• Listed records:
Segment Open

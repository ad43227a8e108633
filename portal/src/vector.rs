//! Vector file reading.
//!
//! GeoJSON is parsed directly. Any other format, shapefiles in
//! particular, is converted to GeoJSON by `ogr2ogr` first.

use crate::{raster::exec, PortalError};
use log::debug;
use std::{ffi::OsStr, fs::File, io::BufReader, path::Path};
use tilegrid::{
    geojson::{self, FeatureCollection, GeoJson},
    Aoi, Epoch, Grid,
};

pub fn read_features(path: &Path) -> Result<FeatureCollection, PortalError> {
    let geojson = match path.extension().and_then(OsStr::to_str) {
        Some("geojson" | "json") => GeoJson::from_reader(BufReader::new(File::open(path)?))
            .map_err(geojson::Error::from)?,
        _ => {
            debug!("converting {path:?} with ogr2ogr");
            let stdout = exec(
                "ogr2ogr",
                &["-f".into(), "GeoJSON".into(), "/vsistdout/".into(), path.into()],
            )?;
            GeoJson::from_reader(stdout.as_slice()).map_err(geojson::Error::from)?
        }
    };
    Ok(FeatureCollection::try_from(geojson)?)
}

pub fn read_aoi(path: &Path) -> Result<Aoi, PortalError> {
    let aoi = Aoi::from_feature_collection(read_features(path)?)?;
    debug!("AOI {path:?}: {} polygons in {}", aoi.len(), aoi.crs());
    Ok(aoi)
}

pub fn read_grid(path: &Path, epoch: Epoch, name_field: &str) -> Result<Grid, PortalError> {
    Ok(Grid::from_feature_collection(
        read_features(path)?,
        epoch,
        name_field,
    )?)
}

#[cfg(test)]
mod tests {
    use super::{read_aoi, read_grid};
    use crate::PortalError;
    use std::fs;
    use tilegrid::{intersect, Crs, Epoch, MatchMode, TileName};

    #[test]
    fn test_read_geojson() {
        let tmp = tempfile::tempdir().unwrap();
        let aoi_path = tmp.path().join("aoi.geojson");
        fs::write(
            &aoi_path,
            r#"{"type": "FeatureCollection",
                "crs": {"type": "name", "properties": {"name": "urn:ogc:def:crs:EPSG::25832"}},
                "features": [{"type": "Feature", "properties": {"id": 1},
                  "geometry": {"type": "Polygon", "coordinates": [[[632100, 5650100], [632200, 5650100], [632200, 5650200], [632100, 5650200], [632100, 5650100]]]}}]}"#,
        )
        .unwrap();
        let grid_path = tmp.path().join("grid.json");
        fs::write(
            &grid_path,
            r#"{"type": "FeatureCollection",
                "crs": {"type": "name", "properties": {"name": "urn:ogc:def:crs:EPSG::25832"}},
                "features": [{"type": "Feature", "properties": {"NAME": "632_5650"},
                  "geometry": {"type": "Polygon", "coordinates": [[[632000, 5650000], [633000, 5650000], [633000, 5651000], [632000, 5651000], [632000, 5650000]]]}}]}"#,
        )
        .unwrap();

        let aoi = read_aoi(&aoi_path).unwrap();
        assert_eq!(aoi.crs(), Crs::ETRS89_UTM32N);
        let grid = read_grid(&grid_path, Epoch::Y2020To2025, "NAME").unwrap();
        let tiles = intersect(&aoi, &grid, MatchMode::Intersects).unwrap();
        assert_eq!(tiles.as_slice(), &[TileName::new(632, 5650)]);
    }

    #[test]
    fn test_not_geojson() {
        let tmp = tempfile::tempdir().unwrap();
        let path = tmp.path().join("aoi.geojson");
        fs::write(&path, "not json").unwrap();
        assert!(matches!(read_aoi(&path), Err(PortalError::GeoJson(_))));

        let point = tmp.path().join("point.json");
        fs::write(&point, r#"{"type": "Point", "coordinates": [632100, 5650100]}"#).unwrap();
        assert!(matches!(read_aoi(&point), Err(PortalError::GeoJson(_))));
    }
}
//! Interned string identifier.
//!
//! Identifiers, type names, and string literal payloads are interned once and
//! referenced everywhere as a compact 32-bit handle. Equality on `Name` is a
//! single integer compare, which the matcher leans on heavily.

use std::fmt;

/// Interned string identifier.
///
/// Index into the [`StringInterner`](crate::StringInterner) that produced it.
/// Names from different interners must never be mixed; the matcher requires
/// the target and donor trees to share one interner.
#[derive(Copy, Clone, Eq, PartialEq, Ord, PartialOrd, Hash)]
#[repr(transparent)]
pub struct Name(u32);

impl Name {
    /// Pre-interned empty string. Also used as the "unknown type" marker in
    /// scope constraint sets.
    pub const EMPTY: Name = Name(0);

    /// Create from a raw index.
    #[inline]
    pub const fn from_raw(raw: u32) -> Self {
        Name(raw)
    }

    /// Get the raw index.
    #[inline]
    pub const fn raw(self) -> u32 {
        self.0
    }

    /// Index into the interner's string table.
    #[inline]
    pub const fn index(self) -> usize {
        self.0 as usize
    }
}

impl fmt::Debug for Name {
    fn fmt(&self, f: &mut fmt::Formatter<'_>) -> fmt::Result {
        write!(f, "Name({})", self.0)
    }
}

impl Default for Name {
    fn default() -> Self {
        Self::EMPTY
    }
}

Segment Closed

• Brief: Your answer should be all of the records, transcribed exactly.

• Exercise response:
repository ad43227a8e108633
filename portal/src/vector.rs
//! Vector file reading.
//!
//! GeoJSON is parsed directly. Any other format, shapefiles in
//! particular, is converted to GeoJSON by `ogr2ogr` first.

use crate::{raster::exec, PortalError};
use log::debug;
use std::{ffi::OsStr, fs::File, io::BufReader, path::Path};
use tilegrid::{
    geojson::{self, FeatureCollection, GeoJson},
    Aoi, Epoch, Grid,
};

pub fn read_features(path: &Path) -> Result<FeatureCollection, PortalError> {
    let geojson = match path.extension().and_then(OsStr::to_str) {
        Some("geojson" | "json") => GeoJson::from_reader(BufReader::new(File::open(path)?))
            .map_err(geojson::Error::from)?,
        _ => {
            debug!("converting {path:?} with ogr2ogr");
            let stdout = exec(
                "ogr2ogr",
                &["-f".into(), "GeoJSON".into(), "/vsistdout/".into(), path.into()],
            )?;
            GeoJson::from_reader(stdout.as_slice()).map_err(geojson::Error::from)?
        }
    };
    Ok(FeatureCollection::try_from(geojson)?)
}

pub fn read_aoi(path: &Path) -> Result<Aoi, PortalError> {
    let aoi = Aoi::from_feature_collection(read_features(path)?)?;
    debug!("AOI {path:?}: {} polygons in {}", aoi.len(), aoi.crs());
    Ok(aoi)
}

pub fn read_grid(path: &Path, epoch: Epoch, name_field: &str) -> Result<Grid, PortalError> {
    Ok(Grid::from_feature_collection(
        read_features(path)?,
        epoch,
        name_field,
    )?)
}

#[cfg(test)]
mod tests {
    use super::{read_aoi, read_grid};
    use crate::PortalError;
    use std::fs;
    use tilegrid::{intersect, Crs, Epoch, MatchMode, TileName};

    #[test]
    fn test_read_geojson() {
        let tmp = tempfile::tempdir().unwrap();
        let aoi_path = tmp.path().join("aoi.geojson");
        fs::write(
            &aoi_path,
            r#"{"type": "FeatureCollection",
                "crs": {"type": "name", "properties": {"name": "urn:ogc:def:crs:EPSG::25832"}},
                "features": [{"type": "Feature", "properties": {"id": 1},
                  "geometry": {"type": "Polygon", "coordinates": [[[632100, 5650100], [632200, 5650100], [632200, 5650200], [632100, 5650200], [632100, 5650100]]]}}]}"#,
        )
        .unwrap();
        let grid_path = tmp.path().join("grid.json");
        fs::write(
            &grid_path,
            r#"{"type": "FeatureCollection",
                "crs": {"type": "name", "properties": {"name": "urn:ogc:def:crs:EPSG::25832"}},
                "features": [{"type": "Feature", "properties": {"NAME": "632_5650"},
                  "geometry": {"type": "Polygon", "coordinates": [[[632000, 5650000], [633000, 5650000], [633000, 5651000], [632000, 5651000], [632000, 5650000]]]}}]}"#,
        )
        .unwrap();

        let aoi = read_aoi(&aoi_path).unwrap();
        assert_eq!(aoi.crs(), Crs::ETRS89_UTM32N);
        let grid = read_grid(&grid_path, Epoch::Y2020To2025, "NAME").unwrap();
        let tiles = intersect(&aoi, &grid, MatchMode::Intersects).unwrap();
        assert_eq!(tiles.as_slice(), &[TileName::new(632, 5650)]);
    }

    #[test]
    fn test_not_geojson() {
        let tmp = tempfile::tempdir().unwrap();
        let path = tmp.path().join("aoi.geojson");
        fs::write(&path, "not json").unwrap();
        assert!(matches!(read_aoi(&path), Err(PortalError::GeoJson(_))));

        let point = tmp.path().join("point.json");
        fs::write(&point, r#"{"type": "Point", "coordinates": [632100, 5650100]}"#).unwrap();
        assert!(matches!(read_aoi(&point), Err(PortalError::GeoJson(_))));
    }
}
//! Interned string identifier.
//!
//! Identifiers, type names, and string literal payloads are interned once and
//! referenced everywhere as a compact 32-bit handle. Equality on `Name` is a
//! single integer compare, which the matcher leans on heavily.

use std::fmt;

/// Interned string identifier.
///
/// Index into the [`StringInterner`](crate::StringInterner) that produced it.
/// Names from different interners must never be mixed; the matcher requires
/// the target and donor trees to share one interner.
#[derive(Copy, Clone, Eq, PartialEq, Ord, PartialOrd, Hash)]
#[repr(transparent)]
pub struct Name(u32);

impl Name {
    /// Pre-interned empty string. Also used as the "unknown type" marker in
    /// scope constraint sets.
    pub const EMPTY: Name = Name(0);

    /// Create from a raw index.
    #[inline]
    pub const fn from_raw(raw: u32) -> Self {
        Name(raw)
    }

    /// Get the raw index.
    #[inline]
    pub const fn raw(self) -> u32 {
        self.0
    }

    /// Index into the interner's string table.
    #[inline]
    pub const fn index(self) -> usize {
        self.0 as usize
    }
}

impl fmt::Debug for Name {
    fn fmt(&self, f: &mut fmt::Formatter<'_>) -> fmt::Result {
        write!(f, "Name({})", self.0)
    }
}

impl Default for Name {
    fn default() -> Self {
        Self::EMPTY
    }
}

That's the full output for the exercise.